What to work on
Return, word for word, the line containing "assert_eq!(collection.ids(), vec![2, 3, 1]);" and every line after it through the last line of the records below.

Data records
//! Page Entity
//!
//! A page is a node in the site tree, stored as a nested set: every page
//! carries `left`/`right`/`depth` coordinates such that a descendant's
//! interval lies strictly inside its ancestor's interval.
//!
//! Only the last slug segment is persisted; [`Slug`] holds the full path
//! rebuilt from the ancestor chain when the page is loaded.

use crate::models::page_type::PageType;
use crate::models::user::UserGroup;
use chrono::{DateTime, Utc};
use serde::{Deserialize, Serialize};
use std::collections::{BTreeMap, BTreeSet};
use std::fmt;

/// Sentinel stored on `access` meaning "inherit from the parent page"
pub const ACCESS_INHERIT: i64 = -100;

/// Full URL path of a page, as segments
#[derive(Debug, Clone, Default, PartialEq, Eq, Hash, Serialize, Deserialize)]
pub struct Slug {
    segments: Vec<String>,
}

impl Slug {
    pub fn new<I, S>(segments: I) -> Self
    where
        I: IntoIterator<Item = S>,
        S: Into<String>,
    {
        Self {
            segments: segments
                .into_iter()
                .map(Into::into)
                .filter(|s: &String| !s.is_empty())
                .collect(),
        }
    }

    /// The homepage slug `/`
    pub fn root() -> Self {
        Self::default()
    }

    /// Parse a path such as `/blog/hello-world` (leading slash optional)
    pub fn from_path(path: &str) -> Self {
        Self::new(path.split('/'))
    }

    pub fn segments(&self) -> &[String] {
        &self.segments
    }

    pub fn last_segment(&self) -> Option<&str> {
        self.segments.last().map(String::as_str)
    }

    /// Path with a leading slash; `/` for the root
    pub fn full(&self) -> String {
        format!("/{}", self.segments.join("/"))
    }

    pub fn is_root(&self) -> bool {
        self.segments.is_empty()
    }

    /// Same path with the last segment replaced
    pub fn with_last_segment(&self, segment: &str) -> Self {
        let mut segments = self.segments.clone();
        segments.pop();
        segments.push(segment.to_string());
        Self::new(segments)
    }
}

impl fmt::Display for Slug {
    fn fmt(&self, f: &mut fmt::Formatter<'_>) -> fmt::Result {
        f.write_str(&self.full())
    }
}

/// Publish window; an absent bound is unbounded
#[derive(Debug, Clone, Copy, Default, PartialEq, Eq, Serialize, Deserialize)]
pub struct DateRange {
    pub start: Option<DateTime<Utc>>,
    pub end: Option<DateTime<Utc>>,
}

impl DateRange {
    pub fn new(start: Option<DateTime<Utc>>, end: Option<DateTime<Utc>>) -> Self {
        Self { start, end }
    }

    /// Build a range from nullable epoch-second columns
    pub fn from_epochs(start: Option<i64>, end: Option<i64>) -> Self {
        Self {
            start: from_epoch(start),
            end: from_epoch(end),
        }
    }

    /// True when `now` is at or after the start and before the end
    pub fn is_in_range(&self, now: DateTime<Utc>) -> bool {
        self.start.map_or(true, |start| start <= now) && self.end.map_or(true, |end| now < end)
    }
}

/// Who created, last updated and deleted a page, and when
#[derive(Debug, Clone, Default, PartialEq, Eq, Serialize, Deserialize)]
pub struct Authorship {
    pub created_at: Option<DateTime<Utc>>,
    pub created_by: Option<i64>,
    pub updated_at: Option<DateTime<Utc>>,
    pub updated_by: Option<i64>,
    pub deleted_at: Option<DateTime<Utc>>,
    pub deleted_by: Option<i64>,
}

impl Authorship {
    pub fn create(&mut self, at: DateTime<Utc>, by: Option<i64>) {
        self.created_at = Some(at);
        self.created_by = by;
    }

    pub fn update(&mut self, at: DateTime<Utc>, by: Option<i64>) {
        self.updated_at = Some(at);
        self.updated_by = by;
    }

    pub fn delete(&mut self, at: DateTime<Utc>, by: Option<i64>) {
        self.deleted_at = Some(at);
        self.deleted_by = by;
    }

    pub fn restore(&mut self) {
        self.deleted_at = None;
        self.deleted_by = None;
    }

    pub fn is_deleted(&self) -> bool {
        self.deleted_at.is_some()
    }
}

/// Comment settings of a page
#[derive(Debug, Clone, Copy, Default, PartialEq, Eq, Serialize, Deserialize)]
pub struct CommentSettings {
    pub enabled: bool,
    /// Minimum access level required to comment
    pub access: i64,
    /// Comments wait for moderation before they are shown
    pub approval: bool,
    /// Days after publication that comments stay open; `None` never expires
    pub expiry: Option<i64>,
}

/// A page in the site tree
#[derive(Debug, Clone)]
pub struct Page {
    pub id: i64,
    pub title: String,
    pub page_type: Box<dyn PageType>,
    pub slug: Slug,

    pub left: i64,
    pub right: i64,
    pub depth: i64,

    pub publish_date_range: DateRange,
    pub authorship: Authorship,

    pub meta_title: Option<String>,
    pub meta_description: Option<String>,
    pub meta_html_head: Option<String>,
    pub meta_html_foot: Option<String>,

    pub visibility_search: bool,
    pub visibility_menu: bool,
    pub visibility_aggregator: bool,

    pub password: Option<String>,
    /// Effective access level (negative values only before inheritance)
    pub access: i64,
    pub access_groups: BTreeMap<String, UserGroup>,
    /// Set by the loader when `access` came from an ancestor
    pub access_inherited: bool,

    pub tags: BTreeSet<String>,
    pub comments: CommentSettings,
}

impl Page {
    /// An unpositioned page with default settings
    pub fn new(id: i64, title: &str, page_type: Box<dyn PageType>) -> Self {
        Self {
            id,
            title: title.to_string(),
            page_type,
            slug: Slug::default(),
            left: 0,
            right: 0,
            depth: 0,
            publish_date_range: DateRange::default(),
            authorship: Authorship::default(),
            meta_title: None,
            meta_description: None,
            meta_html_head: None,
            meta_html_foot: None,
            visibility_search: true,
            visibility_menu: true,
            visibility_aggregator: true,
            password: None,
            access: 0,
            access_groups: BTreeMap::new(),
            access_inherited: false,
            tags: BTreeSet::new(),
            comments: CommentSettings::default(),
        }
    }

    pub fn page_type(&self) -> &dyn PageType {
        self.page_type.as_ref()
    }

    pub fn is_homepage(&self) -> bool {
        self.slug.is_root()
    }

    pub fn has_children(&self) -> bool {
        self.right - self.left > 1
    }

    pub fn has_tag(&self, tag: &str) -> bool {
        self.tags.contains(tag)
    }

    pub fn set_tags<I, S>(&mut self, tags: I)
    where
        I: IntoIterator<Item = S>,
        S: Into<String>,
    {
        self.tags = tags.into_iter().map(Into::into).collect();
    }

    pub fn is_deleted(&self) -> bool {
        self.authorship.is_deleted()
    }

    pub fn is_published_at(&self, now: DateTime<Utc>) -> bool {
        self.publish_date_range.is_in_range(now)
    }

    /// Replace the publish window: open-ended from `now`, or closed at `now`
    pub fn set_published(&mut self, publish: bool, now: DateTime<Utc>) {
        self.publish_date_range = if publish {
            DateRange::new(Some(now), None)
        } else {
            DateRange::new(Some(now), Some(now))
        };
    }

    pub fn access_group_names(&self) -> impl Iterator<Item = &str> {
        self.access_groups.keys().map(String::as_str)
    }
}

impl PartialEq for Page {
    fn eq(&self, other: &Self) -> bool {
        self.id == other.id
            && self.title == other.title
            && self.page_type.name() == other.page_type.name()
            && self.slug == other.slug
            && self.left == other.left
            && self.right == other.right
            && self.depth == other.depth
            && self.publish_date_range == other.publish_date_range
            && self.authorship == other.authorship
            && self.meta_title == other.meta_title
            && self.meta_description == other.meta_description
            && self.meta_html_head == other.meta_html_head
            && self.meta_html_foot == other.meta_html_foot
            && self.visibility_search == other.visibility_search
            && self.visibility_menu == other.visibility_menu
            && self.visibility_aggregator == other.visibility_aggregator
            && self.password == other.password
            && self.access == other.access
            && self.access_groups == other.access_groups
            && self.access_inherited == other.access_inherited
            && self.tags == other.tags
            && self.comments == other.comments
    }
}

/// Ordered set of loaded pages
///
/// `total` is set when the collection is one page of a paginated result and
/// holds the number of matches before pagination.
#[derive(Debug, Clone, Default, PartialEq)]
pub struct PageCollection {
    pages: Vec<Page>,
    pub total: Option<u64>,
}

impl PageCollection {
    pub fn new(pages: Vec<Page>) -> Self {
        Self { pages, total: None }
    }

    pub fn get(&self, id: i64) -> Option<&Page> {
        self.pages.iter().find(|p| p.id == id)
    }

    pub fn contains(&self, id: i64) -> bool {
        self.get(id).is_some()
    }

    pub fn ids(&self) -> Vec<i64> {
        self.pages.iter().map(|p| p.id).collect()
    }

    pub fn first(&self) -> Option<&Page> {
        self.pages.first()
    }

    pub fn iter(&self) -> std::slice::Iter<'_, Page> {
        self.pages.iter()
    }

    pub fn len(&self) -> usize {
        self.pages.len()
    }

    pub fn is_empty(&self) -> bool {
        self.pages.is_empty()
    }

    pub fn push(&mut self, page: Page) {
        self.pages.push(page);
    }

    /// Keep only the pages matching `keep`
    pub fn retain<F>(&mut self, keep: F)
    where
        F: FnMut(&Page) -> bool,
    {
        self.pages.retain(keep);
    }

    /// Reorder so that pages appear in the order of `ids`
    ///
    /// Pages whose id is not listed keep their relative order at the end.
    pub fn sort_by_ids(&mut self, ids: &[i64]) {
        let rank = |id: i64| ids.iter().position(|&i| i == id).unwrap_or(usize::MAX);
        self.pages.sort_by_key(|p| rank(p.id));
    }

    pub fn into_vec(self) -> Vec<Page> {
        self.pages
    }
}

impl IntoIterator for PageCollection {
    type Item = Page;
    type IntoIter = std::vec::IntoIter<Page>;

    fn into_iter(self) -> Self::IntoIter {
        self.pages.into_iter()
    }
}

impl<'a> IntoIterator for &'a PageCollection {
    type Item = &'a Page;
    type IntoIter = std::slice::Iter<'a, Page>;

    fn into_iter(self) -> Self::IntoIter {
        self.pages.iter()
    }
}

impl FromIterator<Page> for PageCollection {
    fn from_iter<T: IntoIterator<Item = Page>>(iter: T) -> Self {
        Self::new(iter.into_iter().collect())
    }
}

/// Convert a nullable epoch-seconds column into a timestamp
pub fn from_epoch(secs: Option<i64>) -> Option<DateTime<Utc>> {
    secs.and_then(|s| DateTime::from_timestamp(s, 0))
}

/// Convert a timestamp into an epoch-seconds column value
pub fn to_epoch(at: Option<DateTime<Utc>>) -> Option<i64> {
    at.map(|dt| dt.timestamp())
}

#[cfg(test)]
mod tests {
    use super::*;
    use crate::models::page_type::DefinedPageType;
    use chrono::Duration;

    fn page(left: i64, right: i64) -> Page {
        let mut page = Page::new(1, "About", Box::new(DefinedPageType::named("basic")));
        page.left = left;
        page.right = right;
        page
    }

    #[test]
    fn test_slug() {
        let slug = Slug::from_path("/blog/hello-world/");
        assert_eq!(slug.segments(), ["blog", "hello-world"]);
        assert_eq!(slug.full(), "/blog/hello-world");
        assert_eq!(slug.last_segment(), Some("hello-world"));
        assert_eq!(slug.with_last_segment("goodbye").full(), "/blog/goodbye");

        assert!(Slug::from_path("/").is_root());
        assert_eq!(Slug::root().to_string(), "/");
    }

    #[test]
    fn test_date_range_unbounded_sides() {
        let now = Utc::now();
        let hour = Duration::hours(1);

        assert!(DateRange::default().is_in_range(now));
        assert!(DateRange::new(Some(now - hour), None).is_in_range(now));
        assert!(!DateRange::new(Some(now + hour), None).is_in_range(now));
        assert!(DateRange::new(None, Some(now + hour)).is_in_range(now));
        assert!(!DateRange::new(None, Some(now - hour)).is_in_range(now));
        assert!(!DateRange::new(Some(now), Some(now)).is_in_range(now));
    }

    #[test]
    fn test_has_children() {
        assert!(!page(3, 4).has_children());
        assert!(page(2, 5).has_children());
    }

    #[test]
    fn test_set_published() {
        let now = Utc::now();
        let mut page = page(1, 2);

        page.set_published(false, now);
        assert!(!page.is_published_at(now));

        page.set_published(true, now);
        assert!(page.is_published_at(now));
        assert_eq!(page.publish_date_range.end, None);
    }

    #[test]
    fn test_tags() {
        let mut page = page(1, 2);
        page.set_tags(["news", "featured"]);
        assert!(page.has_tag("news"));
        assert!(!page.has_tag("archive"));
    }

    #[test]
    fn test_collection_sort_by_ids() {
        let mut collection: PageCollection = [3, 1, 2]
            .into_iter()
            .map(|id| {
                let mut p = page(1, 2);
                p.id = id;
                p
            })
            .collect();

        collection.sort_by_ids(&[2, 3]);
        assert_eq!(collection.ids(), vec![2, 3, 1]);
        assert_eq!(collection.get(3).unwrap().id, 3);
        assert!(collection.get(9).is_none());
    }
}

Solution for this problem
        assert_eq!(collection.ids(), vec![2, 3, 1]);
        assert_eq!(collection.get(3).unwrap().id, 3);
        assert!(collection.get(9).is_none());
    }
}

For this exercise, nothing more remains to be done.